*Task to carry out*
Nothing but the lines holding the string "Insert" should appear in the answer. Copy them from the entries.

*Data for the task*
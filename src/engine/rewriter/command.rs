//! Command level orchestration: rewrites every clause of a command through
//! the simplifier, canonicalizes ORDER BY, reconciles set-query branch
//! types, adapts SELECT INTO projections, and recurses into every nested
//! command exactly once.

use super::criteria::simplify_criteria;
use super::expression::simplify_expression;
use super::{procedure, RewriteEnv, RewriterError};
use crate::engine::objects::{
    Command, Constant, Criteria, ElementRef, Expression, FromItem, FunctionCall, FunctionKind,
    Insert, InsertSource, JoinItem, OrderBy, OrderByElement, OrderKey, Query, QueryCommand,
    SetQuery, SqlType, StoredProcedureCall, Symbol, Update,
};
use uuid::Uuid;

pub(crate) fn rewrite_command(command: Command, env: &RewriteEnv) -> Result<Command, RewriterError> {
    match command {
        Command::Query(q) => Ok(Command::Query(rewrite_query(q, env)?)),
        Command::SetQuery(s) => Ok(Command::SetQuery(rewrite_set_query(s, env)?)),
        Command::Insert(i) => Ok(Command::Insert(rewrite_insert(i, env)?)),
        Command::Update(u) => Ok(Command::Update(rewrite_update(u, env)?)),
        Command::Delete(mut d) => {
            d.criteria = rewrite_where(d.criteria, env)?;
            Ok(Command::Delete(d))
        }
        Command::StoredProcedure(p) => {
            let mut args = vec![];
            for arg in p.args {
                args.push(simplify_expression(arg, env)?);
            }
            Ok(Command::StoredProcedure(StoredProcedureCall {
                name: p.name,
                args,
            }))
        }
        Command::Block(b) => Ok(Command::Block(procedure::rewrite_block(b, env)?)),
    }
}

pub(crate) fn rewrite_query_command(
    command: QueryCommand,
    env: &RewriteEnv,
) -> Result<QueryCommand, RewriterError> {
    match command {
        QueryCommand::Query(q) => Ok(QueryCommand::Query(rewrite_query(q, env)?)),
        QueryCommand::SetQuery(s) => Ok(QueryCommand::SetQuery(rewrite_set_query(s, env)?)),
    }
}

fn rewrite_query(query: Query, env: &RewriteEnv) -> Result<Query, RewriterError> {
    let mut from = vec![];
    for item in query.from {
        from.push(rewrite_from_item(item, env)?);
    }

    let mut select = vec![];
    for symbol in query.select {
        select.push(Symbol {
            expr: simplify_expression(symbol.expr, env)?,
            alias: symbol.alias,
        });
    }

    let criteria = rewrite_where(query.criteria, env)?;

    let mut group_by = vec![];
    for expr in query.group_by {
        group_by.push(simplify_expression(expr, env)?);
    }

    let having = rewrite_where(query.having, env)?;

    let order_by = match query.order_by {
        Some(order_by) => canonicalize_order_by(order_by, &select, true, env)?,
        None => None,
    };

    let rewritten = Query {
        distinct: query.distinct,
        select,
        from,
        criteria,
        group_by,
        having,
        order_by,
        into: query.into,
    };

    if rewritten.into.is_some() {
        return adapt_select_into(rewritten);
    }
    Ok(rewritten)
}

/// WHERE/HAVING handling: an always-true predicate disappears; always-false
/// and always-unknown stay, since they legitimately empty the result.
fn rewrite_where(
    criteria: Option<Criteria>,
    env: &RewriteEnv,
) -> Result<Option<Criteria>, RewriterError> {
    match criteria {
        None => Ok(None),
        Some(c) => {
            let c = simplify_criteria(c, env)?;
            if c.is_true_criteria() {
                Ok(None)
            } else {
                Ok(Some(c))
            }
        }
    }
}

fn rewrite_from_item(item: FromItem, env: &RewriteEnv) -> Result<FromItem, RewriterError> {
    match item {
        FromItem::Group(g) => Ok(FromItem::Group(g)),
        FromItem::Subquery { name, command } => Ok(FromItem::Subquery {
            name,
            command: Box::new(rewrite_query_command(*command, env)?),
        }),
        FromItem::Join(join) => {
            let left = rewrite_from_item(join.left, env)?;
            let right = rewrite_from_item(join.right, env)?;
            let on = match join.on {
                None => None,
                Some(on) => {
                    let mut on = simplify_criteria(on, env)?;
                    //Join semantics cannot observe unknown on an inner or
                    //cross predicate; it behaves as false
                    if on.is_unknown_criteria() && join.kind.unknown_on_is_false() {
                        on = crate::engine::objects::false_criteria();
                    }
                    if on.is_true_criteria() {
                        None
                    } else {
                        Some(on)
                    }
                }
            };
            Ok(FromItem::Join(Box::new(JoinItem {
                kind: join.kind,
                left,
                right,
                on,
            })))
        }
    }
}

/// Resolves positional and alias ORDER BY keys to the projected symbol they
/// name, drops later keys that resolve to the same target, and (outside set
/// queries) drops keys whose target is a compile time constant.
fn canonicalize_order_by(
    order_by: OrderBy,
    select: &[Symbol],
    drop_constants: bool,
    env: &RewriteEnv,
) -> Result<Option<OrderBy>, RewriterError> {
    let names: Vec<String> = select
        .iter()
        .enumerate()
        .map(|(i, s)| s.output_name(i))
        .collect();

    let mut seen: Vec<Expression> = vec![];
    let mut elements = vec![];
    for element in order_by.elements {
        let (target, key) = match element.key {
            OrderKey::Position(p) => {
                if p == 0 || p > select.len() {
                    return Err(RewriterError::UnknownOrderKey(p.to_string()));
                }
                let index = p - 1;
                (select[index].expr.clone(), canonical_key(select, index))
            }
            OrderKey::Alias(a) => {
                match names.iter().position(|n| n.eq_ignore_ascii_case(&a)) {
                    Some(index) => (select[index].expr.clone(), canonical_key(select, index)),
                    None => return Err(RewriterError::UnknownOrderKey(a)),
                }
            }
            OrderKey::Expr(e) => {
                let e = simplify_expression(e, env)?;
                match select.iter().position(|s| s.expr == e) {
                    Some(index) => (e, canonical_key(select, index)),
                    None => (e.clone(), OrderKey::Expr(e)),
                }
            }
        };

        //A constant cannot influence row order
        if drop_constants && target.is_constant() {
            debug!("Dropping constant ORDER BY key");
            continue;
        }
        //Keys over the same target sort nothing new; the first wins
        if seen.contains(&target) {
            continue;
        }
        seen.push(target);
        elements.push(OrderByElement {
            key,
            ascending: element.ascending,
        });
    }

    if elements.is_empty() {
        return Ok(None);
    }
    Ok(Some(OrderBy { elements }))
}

*Result*
    Insert, InsertSource, JoinItem, OrderBy, OrderByElement, OrderKey, Query, QueryCommand,
        Command::Insert(i) => Ok(Command::Insert(rewrite_insert(i, env)?)),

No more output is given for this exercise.